2012年4月12日(木) 22:44

愛唱歌/渡久山 春英

2012.4.12ペン遊ペン楽



 ホウセンカは一年草である。どこの家にも植えられていた。学校では理科の観察・実験の教材として植えられていた。植物体の器官・組織のはたらきを観察するのに、ホウセンカは適している。根に入った水(栄養分)が茎を通って葉にたどりつくまでの、一連の動きが見られるのである。赤インキがよく用いられていた。



 ホウセンカの花びらは赤・黄・青の染料として、終戦後まで女の子の遊びに供された。晩秋の頃に、庭先や木の下や御嶽の境内に集まって、爪を染めていた。ホウセンカの花びらを指でつぶして、汁液を塗るのである。その美容法は、だれからともなく、いつからともなく、「てぃんさぐぬ花」と歌われるようになった。わらべ歌的なのんびりしたメロディーであるが、歌詞は教訓歌である。単なる流行歌ではなく、庶民の素朴な暮らしの中から生まれた、沖縄を象徴する歌である。特に「島ことば」で全体を歌うところに、沖縄の風土に根付くゆえんがあろう。沖縄県は復帰40年を記念して「てぃんさぐぬ花」を県民の愛唱歌に決定した。「書いて残そう島々のことば」は沖縄県の施策でもあり、時宜を得た愛唱歌の選定に賛同するものである。これからは「歌って残そうてぃんさぐぬ花」として、隆昌することを願いたい。さらに、各学校では校歌に次ぐ愛唱歌として、沖縄県の誇りを伝えていきたいものだ。なお、三線の初心者向けのやさしい曲である。

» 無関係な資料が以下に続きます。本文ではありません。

//! The ephemeral state of one synthesis invocation.
//!
//! A `GenerationAttempt` is filled in stage by stage and converted into an
//! [`ExperimentRecord`] exactly once, whichever way the attempt ended.

use std::path::PathBuf;
use std::time::Duration;

use chrono::{DateTime, Utc};
use serde::{Deserialize, Serialize};
use skillforge_llm::TokenUsage;
use skillforge_store::{ContentDigest, ExperimentRecord, LLM_FAILURE_SENTINEL, NO_ERROR};

use super::options::SynthesisOptions;

/// Running fix counters. Only ever incremented.
#[derive(Debug, Clone, Copy, Default, PartialEq, Eq, Serialize, Deserialize)]
pub struct FixCounters {
    pub regex_fixes: u32,
    pub ast_repairs: u32,
    pub logic_fixes: u32,
}

impl FixCounters {
    pub fn total(&self) -> u32 {
        self.regex_fixes + self.ast_repairs + self.logic_fixes
    }

    /// Whether any repair occurred.
    pub fn any(&self) -> bool {
        self.total() > 0
    }
}

/// Everything captured so far for one invocation.
#[derive(Debug, Clone)]
pub struct GenerationAttempt {
    pub skill_id: String,
    pub started_at: DateTime<Utc>,
    pub options: SynthesisOptions,
    pub model_name: String,
    pub provider: String,
    pub strategy: String,
    pub prompt_len: usize,
    pub example_count: usize,
    /// `None` until the LLM has answered.
    pub raw_response: Option<String>,
    pub usage: Option<TokenUsage>,
    pub final_code: Option<String>,
    pub counters: FixCounters,
    pub repair_notes: Vec<String>,
    pub repair_duration: Duration,
    pub syntax_valid: bool,
    pub logic_valid: bool,
    pub artifact_path: Option<PathBuf>,
    pub resource_cleanup: bool,
}

impl GenerationAttempt {
    pub fn new(skill_id: impl Into<String>, options: SynthesisOptions) -> Self {
        Self {
            skill_id: skill_id.into(),
            started_at: Utc::now(),
            options,
            model_name: String::new(),
            provider: String::new(),
            strategy: String::new(),
            prompt_len: 0,
            example_count: 0,
            raw_response: None,
            usage: None,
            final_code: None,
            counters: FixCounters::default(),
            repair_notes: Vec::new(),
            repair_duration: Duration::ZERO,
            syntax_valid: false,
            logic_valid: false,
            artifact_path: None,
            resource_cleanup: false,
        }
    }

    /// Binary syntax score: 100 when the final code parses, 0 otherwise.
    pub fn score_syntax(&self) -> u8 {
        if self.syntax_valid {
            100
        } else {
            0
        }
    }

    /// Snapshot into a log record.
    ///
    /// `error` is `None` on the success path. Fields that were never
    /// captured keep their failure defaults.
    pub fn to_record(&self, elapsed: Duration, error: Option<&str>) -> ExperimentRecord {
        let mut record = ExperimentRecord::empty(self.skill_id.clone(), self.started_at);
        let usage = self.usage.unwrap_or_default();
        let final_code = self.final_code.clone().unwrap_or_default();

        record.prompt_len = self.prompt_len as u64;
        record.code_len = final_code.chars().count() as u64;
        record.is_valid = self.syntax_valid;
        record.error_msg = match error {
            Some(e) if !e.is_empty() => e.to_string(),
            Some(_) => "unknown error".to_string(),
            None => NO_ERROR.to_string(),
        };
        record.repaired = self.counters.any();
        record.model_name = self.model_name.clone();
        record.provider = self.provider.clone();
        record.model_size_class = self.options.model_size_class.clone();
        record.prompt_level = self.options.prompt_level.clone();
        record.strategy = self.strategy.clone();
        record.raw_response = self
            .raw_response
            .clone()
            .unwrap_or_else(|| LLM_FAILURE_SENTINEL.to_string());
        record.code_digest = if final_code.is_empty() {
            String::new()
        } else {
            ContentDigest::from_bytes(final_code.as_bytes()).to_string()
        };
        record.final_code = final_code;
        record.score_syntax = self.score_syntax();
        record.total_duration_ms = elapsed.as_millis() as u64;
        record.repair_duration_ms = self.repair_duration.as_millis() as u64;
        record.ablation_id = self.options.ablation.id();
        record.regex_fix_count = self.counters.regex_fixes;
        record.ast_repair_count = self.counters.ast_repairs;
        record.logic_fix_count = self.counters.logic_fixes;
        record.prompt_tokens = usage.prompt_tokens;
        record.completion_tokens = usage.completion_tokens;
        record.resource_cleanup = self.resource_cleanup;
        record.example_count = self.example_count as u32;
        record.logic_valid = self.logic_valid;
        record.artifact_path = self
            .artifact_path
            .as_ref()
            .map(|p| p.display().to_string());
        record.repair_notes = self.repair_notes.clone();
        record.success = error.is_none();
        record
    }
}

#[cfg(test)]
mod tests {
    use super::*;
    use crate::domain::AblationTier;

    #[test]
    fn counters_report_any_repair() {
        let mut c = FixCounters::default();
        assert!(!c.any());
        c.logic_fixes = 1;
        assert!(c.any());
        assert_eq!(c.total(), 1);
    }

    #[test]
    fn failure_record_before_llm_uses_sentinels() {
        let attempt = GenerationAttempt::new(
            "jh_ratio",
            SynthesisOptions::default().with_ablation(AblationTier::Full),
        );
        let record = attempt.to_record(Duration::from_millis(12), Some("boom"));

        assert!(!record.success);
        assert_eq!(record.error_msg, "boom");
        assert_eq!(record.raw_response, LLM_FAILURE_SENTINEL);
        assert_eq!(record.code_len, 0);
        assert!(!record.is_valid);
        assert_eq!(record.score_syntax, 0);
        assert_eq!(record.ablation_id, 3);
        assert!(record.code_digest.is_empty());
    }

    #[test]
    fn success_record_carries_captured_fields() {
        let mut attempt = GenerationAttempt::new("jh_ratio", SynthesisOptions::default());
        attempt.raw_response = Some("```python\nx = 1\n```".to_string());
        attempt.final_code = Some("x = 1\n".to_string());
        attempt.syntax_valid = true;
        attempt.usage = Some(TokenUsage {
            prompt_tokens: 40,
            completion_tokens: 9,
        });
        attempt.counters.regex_fixes = 2;

        let record = attempt.to_record(Duration::from_secs(1), None);
        assert!(record.success);
        assert_eq!(record.error_msg, NO_ERROR);
        assert_eq!(record.code_len, 6);
        assert_eq!(record.score_syntax, 100);
        assert!(record.repaired);
        assert_eq!(record.prompt_tokens, 40);
        assert_eq!(record.total_duration_ms, 1000);
        assert_eq!(record.code_digest.len(), 64);
    }
}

 琉球古典芸能「紫の会」の初代家元の島袋光裕先生は、「いらうとうがに」を宮古のトロイメライと絶賛された。旋律は八重山の「とぅばらーま」に似ているが、いらうとうがにの方が年代は古いそうである。音域が広くオクターブを超えての声量は、聞く人に感動を与える名歌である。世はまさにカラオケの時代だ。大劇場にも島ことばで歌うカラオケ大会があった。賢者立ても凡人も老若男女を問わず、島歌を絶唱しよう。生物学の大家・三線の大家の久貝勝盛先生は、ラオス国の学生に三線指導も意欲的のようだ。拍手したい。

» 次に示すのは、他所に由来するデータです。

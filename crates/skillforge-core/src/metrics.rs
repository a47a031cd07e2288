//! Global atomic counters for SkillForge observability.
//!
//! Counters are incremented silently at the call site. Call
//! [`Metrics::flush`] to emit current values as a single
//! `tracing::info!` event (e.g. at the end of an experiment batch).

use std::sync::atomic::{AtomicU64, Ordering};

/// Global metrics singleton.
pub static METRICS: Metrics = Metrics::new();

/// Lightweight atomic counters, no allocations and no locking.
pub struct Metrics {
    attempts_started: AtomicU64,
    attempts_succeeded: AtomicU64,
    attempts_failed: AtomicU64,
    artifacts_written: AtomicU64,
    log_append_failures: AtomicU64,
}

impl Default for Metrics {
    fn default() -> Self {
        Self::new()
    }
}

impl Metrics {
    pub const fn new() -> Self {
        Self {
            attempts_started: AtomicU64::new(0),
            attempts_succeeded: AtomicU64::new(0),
            attempts_failed: AtomicU64::new(0),
            artifacts_written: AtomicU64::new(0),
            log_append_failures: AtomicU64::new(0),
        }
    }

    fn bump(counter: &AtomicU64, name: &'static str) {
        counter.fetch_add(1, Ordering::Relaxed);
        tracing::trace!(metric = name, "counter incremented");
    }

    pub fn inc_attempts_started(&self) {
        Self::bump(&self.attempts_started, "attempts_started");
    }

    /// Record how an attempt ended.
    pub fn record_outcome(&self, success: bool) {
        if success {
            Self::bump(&self.attempts_succeeded, "attempts_succeeded");
        } else {
            Self::bump(&self.attempts_failed, "attempts_failed");
        }
    }

    pub fn inc_artifacts_written(&self) {
        Self::bump(&self.artifacts_written, "artifacts_written");
    }

    pub fn inc_log_append_failures(&self) {
        Self::bump(&self.log_append_failures, "log_append_failures");
    }

    /// Emit all current counter values as a single `info!` event.
    pub fn flush(&self) {
        tracing::info!(
            metric = "flush",
            attempts_started = self.attempts_started(),
            attempts_succeeded = self.attempts_succeeded(),
            attempts_failed = self.attempts_failed(),
            artifacts_written = self.artifacts_written(),
            log_append_failures = self.log_append_failures(),
        );
    }

    pub fn attempts_started(&self) -> u64 {
        self.attempts_started.load(Ordering::Relaxed)
    }

    pub fn attempts_succeeded(&self) -> u64 {
        self.attempts_succeeded.load(Ordering::Relaxed)
    }

    pub fn attempts_failed(&self) -> u64 {
        self.attempts_failed.load(Ordering::Relaxed)
    }

    pub fn artifacts_written(&self) -> u64 {
        self.artifacts_written.load(Ordering::Relaxed)
    }

    pub fn log_append_failures(&self) -> u64 {
        self.log_append_failures.load(Ordering::Relaxed)
    }

    /// Reset all counters to zero (useful in tests).
    pub fn reset(&self) {
        for counter in [
            &self.attempts_started,
            &self.attempts_succeeded,
            &self.attempts_failed,
            &self.artifacts_written,
            &self.log_append_failures,
        ] {
            counter.store(0, Ordering::Relaxed);
        }
    }
}

#[cfg(test)]
mod tests {
    use super::*;

    #[test]
    fn outcomes_split_by_success() {
        let m = Metrics::new();
        m.inc_attempts_started();
        m.inc_attempts_started();
        m.record_outcome(true);
        m.record_outcome(false);
        m.inc_artifacts_written();
        assert_eq!(m.attempts_started(), 2);
        assert_eq!(m.attempts_succeeded(), 1);
        assert_eq!(m.attempts_failed(), 1);
        assert_eq!(m.artifacts_written(), 1);
        assert_eq!(m.log_append_failures(), 0);
    }

    #[test]
    fn reset_zeroes_all() {
        let m = Metrics::new();
        m.inc_attempts_started();
        m.inc_log_append_failures();
        m.reset();
        assert_eq!(m.attempts_started(), 0);
        assert_eq!(m.log_append_failures(), 0);
    }
}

 琉球古典音楽は、正座して遠い山を見るごとく、背筋を伸ばし胸を張り、撥は大胆に弾く。歌は品性豊かに堂々と歌う。これが三線の心得である。言うまでもなく八・八・八・六の韻律は琉歌のもつ最高の美のリズムである。琉球の文化・文芸・歴史が凝縮されている。テストを受けるときは11項目の厳しい審査基準がある。ちなみに半音・長音・小節が発声できれば合格である(昨年は合格率13%)。


 愛唱歌といえば校歌に勝る歌はあるまい。真心をこめて母校の発展を願い、永久に栄えよと在校生をはじめ、同窓会の会場などで歌うのが校歌である。学校の統廃合は校歌の消滅でもある。今回の学校統廃合の見直しは当該地域の皆さんの、安堵の声が聞こえるようだ。地域振興策と学校の存続は一体であることがわかった。これからは「学校規模適正化対策班」の、地域が納得できる民主的な説明を期待したい。


 余談になるが、きょう4月12日から16日の間に、弾道ミサイルがこの宮古島の上空を通る可能性を本紙は伝えている(3月25日)。他のマスコミも臨戦態勢を思わせる内容の報道だ。もちろん国の万全の対処策を信じたい。われわれ住民は行政・議会に頼るしか術はない。どうか宮古島にミサイルが落ちないよう願うものである。あわせて全日本トライアスロン宮古島大会の盛会を祈念して止まない。